Rapid Icm/Dot T4SS Inactivation Prevents Resuscitation of Heat-Induced VBNC Legionella pneumophila by Amoebae

Abstract

Legionella pneumophila, the causative agent of Legionnaires' disease, employs the Icm/Dot Type IV secretion system (T4SS) to replicate in amoebae and macrophages. The opportunistic pathogen responds to stress by forming ‘viable but non-culturable’ (VBNC) cells, which cannot be detected by standard cultivation-based techniques. In this study, we document that L. pneumophila enters the VBNC state after exposure to heat stress at 50°C for 30 h, at 55°C for 5 h or at 60°C for 30 min, while still retaining metabolic activity and intact cell membranes.

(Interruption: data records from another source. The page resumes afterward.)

use tokio::runtime::{Handle, RuntimeFlavor};

/// Runs blocking work from sync or async callers. On a multi-thread runtime the
/// worker is handed off with `block_in_place`; anywhere else `f` runs directly,
/// since `block_in_place` panics on a current-thread runtime.
pub(crate) fn run_blocking<F, R>(f: F) -> R
where
    F: FnOnce() -> R,
{
    match Handle::try_current() {
        Ok(handle) if handle.runtime_flavor() == RuntimeFlavor::MultiThread => {
            tokio::task::block_in_place(f)
        }
        _ => f(),
    }
}

#[cfg(test)]
mod tests {
    use super::run_blocking;

    #[test]
    fn runs_outside_a_runtime() {
        assert_eq!(run_blocking(|| 2 + 2), 4);
    }

    #[tokio::test]
    async fn runs_on_current_thread_runtime() {
        assert_eq!(run_blocking(|| "done"), "done");
    }

    #[tokio::test(flavor = "multi_thread")]
    async fn runs_on_multi_thread_runtime() {
        assert_eq!(run_blocking(|| vec![1, 2]), vec![1, 2]);
    }
}
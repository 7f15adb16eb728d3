use crate::error::IngestError;
use crate::runtime::run_blocking;
use base64::{engine::general_purpose::STANDARD, Engine};
use lopdf::Document;
use reqwest::blocking::Client;
use serde::{Deserialize, Serialize};
use std::path::Path;
use tracing::{debug, info};

#[derive(Debug, Clone, PartialEq, Eq)]
pub struct PageText {
    pub number: u32,
    pub text: String,
}

/// Document kinds the extractor knows how to read, resolved once from the file name.
#[derive(Debug, Clone, Copy, PartialEq, Eq, Serialize, Deserialize)]
pub enum DocumentFormat {
    Pdf,
    Docx,
    Txt,
    Image,
}

impl DocumentFormat {
    pub fn from_path(path: &Path) -> Result<Self, IngestError> {
        let extension = path
            .extension()
            .and_then(|ext| ext.to_str())
            .map(|ext| ext.to_ascii_lowercase())
            .unwrap_or_default();

        match extension.as_str() {
            "pdf" => Ok(Self::Pdf),
            "docx" => Ok(Self::Docx),
            "txt" => Ok(Self::Txt),
            "png" | "jpg" | "jpeg" => Ok(Self::Image),
            "" => Err(IngestError::UnsupportedFormat(format!(
                "no file extension: {}",
                path.display()
            ))),
            other => Err(IngestError::UnsupportedFormat(format!(".{other}"))),
        }
    }

    pub fn mime_type(self) -> &'static str {
        match self {
            Self::Pdf => "application/pdf",
            Self::Docx => "application/vnd.openxmlformats-officedocument.wordprocessingml.document",
            Self::Txt => "text/plain",
            Self::Image => "image/*",
        }
    }
}

#[derive(Debug, Clone, Serialize)]
struct LlmOcrRequest {
    document_base64: String,
    mime_type: &'static str,
    source_path: String,
    handwritten: bool,
}

#[derive(Debug, Clone, Deserialize)]
struct LlmOcrResponse {
    pages: Option<Vec<LlmOcrPage>>,
    text: Option<String>,
}

#[derive(Debug, Clone, Deserialize)]
struct LlmOcrPage {
    #[serde(default)]
    page: Option<u32>,
    #[serde(default)]
    text: Option<String>,
}

#[derive(Debug, Clone)]
pub struct OcrEndpointConfig {
    pub endpoint: String,
    pub api_key: Option<String>,
}

impl OcrEndpointConfig {
    /// Reads `LLM_OCR_ENDPOINT` and `LLM_OCR_API_KEY`; `None` when no endpoint is set.
    pub fn from_env() -> Option<Self> {
        let endpoint = std::env::var("LLM_OCR_ENDPOINT").ok()?;
        let endpoint = endpoint.trim().to_string();
        if endpoint.is_empty() {
            return None;
        }

        let api_key = std::env::var("LLM_OCR_API_KEY")
            .ok()
            .map(|value| value.trim().to_string())
            .filter(|key| !key.is_empty());

        Some(Self { endpoint, api_key })
    }
}

/// Turns a file into page-numbered text.
pub trait DocumentExtractor {
    fn extract_pages(
        &self,
        path: &Path,
        format: DocumentFormat,
        handwritten: bool,
    ) -> Result<Vec<PageText>, IngestError>;
}

/// Native text extraction for PDF and plain text, with a multimodal OCR
/// endpoint for scans, handwriting, images and Word documents.
#[derive(Debug, Clone, Default)]
pub struct FileExtractor {
    ocr: Option<OcrEndpointConfig>,
}

impl FileExtractor {
    pub fn new(ocr: Option<OcrEndpointConfig>) -> Self {
        Self { ocr }
    }

    pub fn from_env() -> Self {
        Self::new(OcrEndpointConfig::from_env())
    }

    fn ocr_or_unsupported(
        &self,
        path: &Path,
        format: DocumentFormat,
        handwritten: bool,
    ) -> Result<Vec<PageText>, IngestError> {
        match &self.ocr {
            Some(config) => extract_with_llm_ocr(config, path, format, handwritten),
            None => Err(IngestError::UnsupportedFormat(format!(
                "{format:?} extraction needs LLM_OCR_ENDPOINT: {}",
                path.display()
            ))),
        }
    }
}

impl DocumentExtractor for FileExtractor {
    fn extract_pages(
        &self,
        path: &Path,
        format: DocumentFormat,
        handwritten: bool,
    ) -> Result<Vec<PageText>, IngestError> {
        match format {
            DocumentFormat::Txt => extract_plain_text(path),
            DocumentFormat::Pdf if handwritten => {
                info!(path = %path.display(), "handwritten pdf, using OCR");
                self.ocr_or_unsupported(path, format, handwritten)
            }
            DocumentFormat::Pdf => match extract_pdf_text(path) {
                Ok(pages) => Ok(pages),
                Err(IngestError::PdfParse(parse_error)) => match &self.ocr {
                    None => Err(IngestError::PdfParse(parse_error)),
                    Some(config) => {
                        info!(path = %path.display(), "no text layer, falling back to OCR");
                        extract_with_llm_ocr(config, path, format, handwritten).map_err(
                            |ocr_error| {
                                IngestError::PdfParse(format!(
                                    "{parse_error}; multimodal OCR fallback failed: {ocr_error}"
                                ))
                            },
                        )
                    }
                },
                Err(error) => Err(error),
            },
            DocumentFormat::Docx | DocumentFormat::Image => {
                self.ocr_or_unsupported(path, format, handwritten)
            }
        }
    }
}

fn extract_plain_text(path: &Path) -> Result<Vec<PageText>, IngestError> {
    let text = std::fs::read_to_string(path)?;
    Ok(vec![PageText { number: 1, text }])
}

fn extract_pdf_text(path: &Path) -> Result<Vec<PageText>, IngestError> {
    let document = Document::load(path).map_err(|error| IngestError::PdfParse(error.to_string()))?;

    let mut pages = Vec::new();
    for (page_no, _page_id) in document.get_pages() {
        let text = document
            .extract_text(&[page_no])
            .map_err(|error| IngestError::PdfParse(error.to_string()))?;

        if !text.trim().is_empty() {
            pages.push(PageText {
                number: page_no,
                text,
            });
        }
    }

    if pages.is_empty() {
        return Err(IngestError::PdfParse(format!(
            "pdf had no readable page text: {}",
            path.display()
        )));
    }

    Ok(pages)
}

fn extract_with_llm_ocr(
    config: &OcrEndpointConfig,
    path: &Path,
    format: DocumentFormat,
    handwritten: bool,
) -> Result<Vec<PageText>, IngestError> {
    run_blocking(|| extract_with_llm_ocr_blocking(config, path, format, handwritten))
}

fn extract_with_llm_ocr_blocking(
    config: &OcrEndpointConfig,
    path: &Path,
    format: DocumentFormat,
    handwritten: bool,
) -> Result<Vec<PageText>, IngestError> {
    let document = std::fs::read(path)?;
    let payload = LlmOcrRequest {
        document_base64: STANDARD.encode(document),
        mime_type: format.mime_type(),
        source_path: path.to_string_lossy().to_string(),
        handwritten,
    };

    let mut request = Client::new()
        .post(&config.endpoint)
        .header("content-type", "application/json")
        .json(&payload);

    if let Some(api_key) = &config.api_key {
        request = request.bearer_auth(api_key);
    }

    debug!(endpoint = %config.endpoint, ?format, "multimodal OCR request");
    let response = request.send()?;

    if !response.status().is_success() {
        return Err(IngestError::OcrFailed(format!(
            "multimodal OCR request to {} returned {}",
            config.endpoint,
            response.status()
        )));
    }

    let payload: LlmOcrResponse = response.json()?;
    payload_to_pages(&payload, path)
}

fn payload_to_pages(payload: &LlmOcrResponse, path: &Path) -> Result<Vec<PageText>, IngestError> {
    if let Some(listed) = &payload.pages {
        let listed = listed
            .iter()
            .filter_map(|page| {
                let text = page.text.as_deref().map(str::trim)?;
                if text.is_empty() {
                    return None;
                }
                Some(PageText {
                    number: page.page.unwrap_or(1),
                    text: text.to_string(),
                })
            })
            .collect::<Vec<_>>();

        if !listed.is_empty() {
            return Ok(listed);
        }
    }

    if let Some(raw_text) = &payload.text {
        let pages = raw_text
            .split('\u{000c}')
            .enumerate()
            .filter_map(|(index, chunk)| {
                let normalized = chunk.trim();
                if normalized.is_empty() {
                    None
                } else {
                    Some(PageText {
                        number: (index + 1) as u32,
                        text: normalized.to_string(),
                    })
                }
            })
            .collect::<Vec<_>>();

        if !pages.is_empty() {
            return Ok(pages);
        }
    }

    Err(IngestError::OcrFailed(format!(
        "multimodal OCR response was empty for {}",
        path.display()
    )))
}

Resuscitation of heat-induced VBNC L. pneumophila neither occurred in amoebae nor in macrophages. VBNC L. pneumophila showed impaired uptake by phagocytes, formation of Legionella-containing vacuoles (LCVs), and Icm/Dot-dependent secretion of effector proteins. The T4SS was rapidly inactivated already upon exposure to 50°C for 3–5 h, while the bacteria were still culturable. The Legionella quorum sensing (Lqs)-LvbR network is implicated in VBNC induction, since the ∆lvbR and ∆lqsR mutant strains showed a more pronounced heat sensitivity than the parental strain, and the ∆lqsA mutant was less heat sensitive. Taken together, our results reveal that heat exposure of L. pneumophila rapidly inactivates the Icm/Dot T4SS before the VBNC state is induced, thus impairing resuscitation by amoebae.